RESOLUTION: add two things - new AudioContext attribute exposing UA's best guess at real context time being heard now on output device (this will normally be a bit behind currentTime, and not quantized). Also new attribute expressing DOM timestamp corresponding to currentTime. - see https://github.com/WebAudio/web-audio-api/issues/12#issuecomment-60651781

Next - Github 78 - HTMLMediaElement synchronisation - https://github.com/WebAudio/web-audio-api/issues/78

cwilso: suggest to close "not our problem"

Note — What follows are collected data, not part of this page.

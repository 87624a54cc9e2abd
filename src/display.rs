//! Plain-text dashboard for the CLI

use crate::preferences::CustomNames;
use crate::views::{attention_count, sorted_by_priority, status_summary};
use crate::{Session, SessionStatus};
use std::borrow::Cow;
use std::fmt::Write;
use unicode_width::{UnicodeWidthChar, UnicodeWidthStr};

const ELLIPSIS: char = '…';
/// Status column width
const STATUS_WIDTH: usize = 10;
/// Project column width
const PROJECT_WIDTH: usize = 14;
/// Branch column width
const BRANCH_WIDTH: usize = 22;

/// Truncate `text` to at most `width` terminal columns, ending with `…` when cut
pub fn truncate_to_width(text: &str, width: usize) -> Cow<'_, str> {
    if text.width() <= width {
        return Cow::Borrowed(text);
    }
    if width == 0 {
        return Cow::Borrowed("");
    }

    let budget = width - 1;
    let mut used = 0;
    let mut out = String::new();
    for c in text.chars() {
        let w = c.width().unwrap_or(0);
        if used + w > budget {
            break;
        }
        used += w;
        out.push(c);
    }
    out.push(ELLIPSIS);
    Cow::Owned(out)
}

/// Left-aligned cell padded by display width
fn cell(text: &str, width: usize) -> String {
    let truncated = truncate_to_width(text, width);
    let pad = width.saturating_sub(truncated.width());
    format!("{}{}", truncated, " ".repeat(pad))
}

fn marker(status: SessionStatus) -> char {
    if status.needs_attention() { '!' } else { ' ' }
}

/// Header plus one row per session, most urgent first.
///
/// `width` bounds every line; the latest message takes whatever is left
/// after the fixed columns. A custom name replaces the project name.
pub fn render_dashboard(sessions: &[Session], names: &CustomNames, width: usize) -> String {
    let summary = status_summary(sessions);
    let mut out = String::new();
    let header = format!(
        "{} session(s), {} need attention | permission {} | input {} | working {} | connecting {}",
        sessions.len(),
        attention_count(sessions),
        summary.needs_permission,
        summary.waiting_for_input,
        summary.working,
        summary.connecting,
    );
    let _ = writeln!(out, "{}", truncate_to_width(&header, width));

    let fixed = 2 + STATUS_WIDTH + 1 + PROJECT_WIDTH + 1 + BRANCH_WIDTH + 1;
    let message_width = width.saturating_sub(fixed);
    for session in sorted_by_priority(sessions) {
        let row = format!(
            "{} {} {} {} {}",
            marker(session.status),
            cell(session.status.label(), STATUS_WIDTH),
            cell(
                names.get(&session.id).unwrap_or(&session.project_name[..]),
                PROJECT_WIDTH,
            ),
            cell(&session.git_branch, BRANCH_WIDTH),
            truncate_to_width(&session.latest_message, message_width),
        );
        let _ = writeln!(out, "{}", truncate_to_width(row.trim_end(), width));
    }
    out
}

#[cfg(test)]
mod tests {
    use super::*;
    use chrono::{Duration, Utc};

    fn make_session(id: &str, status: SessionStatus, minutes_ago: i64, message: &str) -> Session {
        Session {
            id: id.into(),
            pid: 1,
            project_name: "web-app".into(),
            project_path: "/tmp/web-app".into(),
            git_branch: "feat/auth-flow".into(),
            first_prompt: String::new(),
            summary: String::new(),
            message_count: 0,
            modified: Utc::now() - Duration::minutes(minutes_ago),
            status,
            latest_message: message.into(),
        }
    }

    #[test]
    fn truncate_short_text_unchanged() {
        assert_eq!(truncate_to_width("hello", 10), "hello");
        assert!(matches!(truncate_to_width("hello", 5), Cow::Borrowed(_)));
    }

    #[test]
    fn truncate_adds_ellipsis() {
        assert_eq!(truncate_to_width("hello world", 6), "hello…");
        assert_eq!(truncate_to_width("hello", 0), "");
        assert_eq!(truncate_to_width("hello", 1), "…");
    }

    #[test]
    fn truncate_counts_wide_chars() {
        // Each CJK char is two columns
        let out = truncate_to_width("日本語テキスト", 6);
        assert_eq!(out, "日本…");
        assert!(out.width() <= 6);
    }

    #[test]
    fn cell_pads_to_width() {
        assert_eq!(cell("ab", 4), "ab  ");
        assert_eq!(cell("abcdef", 4), "abc…");
    }

    #[test]
    fn dashboard_orders_and_counts() {
        let sessions = vec![
            make_session("w", SessionStatus::Working, 1, "compiling"),
            make_session("p", SessionStatus::NeedsPermission, 10, "may I run tests?"),
        ];
        let out = render_dashboard(&sessions, &CustomNames::default(), 120);
        let lines: Vec<&str> = out.lines().collect();

        assert_eq!(lines.len(), 3);
        assert!(lines[0].starts_with("2 session(s), 1 need attention"));
        assert!(lines[1].starts_with("! permission"));
        assert!(lines[1].ends_with("may I run tests?"));
        assert!(lines[2].contains("working"));
    }

    #[test]
    fn dashboard_respects_width() {
        let long = "x".repeat(200);
        let sessions = vec![make_session("w", SessionStatus::Working, 1, &long)];
        let out = render_dashboard(&sessions, &CustomNames::default(), 80);
        for line in out.lines() {
            assert!(line.width() <= 80, "line too wide: {line}");
        }
        assert!(out.contains(ELLIPSIS));
    }

    #[test]
    fn dashboard_empty() {
        let out = render_dashboard(&[], &CustomNames::default(), 80);
        assert_eq!(out.lines().count(), 1);
        assert!(out.starts_with("0 session(s), 0 need attention"));
    }

    #[test]
    fn dashboard_prefers_custom_name() {
        let sessions = vec![
            make_session("named", SessionStatus::NeedsPermission, 1, "ok?"),
            make_session("plain", SessionStatus::Working, 2, "busy"),
        ];
        let mut names = CustomNames::default();
        names.set("named", "Login fix");

        let out = render_dashboard(&sessions, &names, 120);
        let lines: Vec<&str> = out.lines().collect();
        assert!(lines[1].contains("Login fix"));
        assert!(!lines[1].contains("web-app"));
        assert!(lines[2].contains("web-app"));
    }
}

(consensus to close, crafting close message)

joe: essentially duplicate of 257?

RESOLUTION: Close Github 78

Next - Github 91 - WaveTable normalization - https://github.com/WebAudio/web-audio-api/issues/91

ChrisL: is this the highest or the sum that is normalised to 1?

joe: sum

[discussion about normalising and band-limitation]

cwilso: need to look at actual normalization algorithm
... suggested resolution - need a parameter to turn off normalization; also - need better explanation of periodicwave

RESOLUTION: add additional optional parameter to createPeriodicWave() to enable/disable normalization; better describe real and imag; document the exact normalization function - https://github.com/WebAudio/web-audio-api/issues/91#issuecomment-60655020

[break for lunch]

Next - Need to provide hints to increase buffering for power consumption reasons - GH 348 - https://github.com/WebAudio/web-audio-api/issues/348

padenot: in some use cases better to not run at the lowest possible latency
... multiple proposals in the thread; one is to tell the contextwhat the prefered buffer size is
... another is to use channel API
... and Jer has a strawman where he kind of uses the channel API
... my position would be not to explicitely pick a buffer size
... the UA has typically a better idea of appropriate buffer size

cwilso: major concern was to conflate with other behaviour such as pausing for a phone call
... (stop the context altogether)
... agree that the requested number is not necessarily what you would get

padenot: basically we need low latency / save battery

cwilso: and balance the two
... and turn that dial

olivier: use case for typical developer? I see how that's useful for implementer...

padenot: example of a audio player with visualiser - no need for low latency there

joe: if this were to be implemented as a "the UA may..." would that be acceptable?

cwilso: right thing to do

padenot: agree

cwilso: not sure it should be at constructor level

padenot: tricky on some platforms if you want to make it glitch-less
... worried about putting too many parameters on the constructor

RESOLUTION: do something similar to Jer's proposal at https://github.com/WebAudio/web-audio-api/issues/348#issuecomment-53757682 - but as a property bag options object passed to the constructor

cwilso: expose it, make it readonly and decide later whether we make it dynamic
... expose the effects, not the whole property bag

Next - two related issues

joe: two issues - Github 264 and 132

Use AudioMediaStreamTrack as source rather than ill-defined first track of MediaStream -> https://github.com/WebAudio/web-audio-api/issues/264

Access to individual AudioTracks -> https://github.com/WebAudio/web-audio-api/issues/132

joe: looking at 132 first
... would it make change to change the API to be track-based for both
... also this comment from Chris suggesting one output per track for MediaElementSourceNode https://github.com/WebAudio/web-audio-api/issues/132#issuecomment-51366048

padenot: tracks are not ordered

joe: tracks have a kind, id and label

cwilso: yes they're identifiable
... the problem is "we say first" and they have an unordered label list...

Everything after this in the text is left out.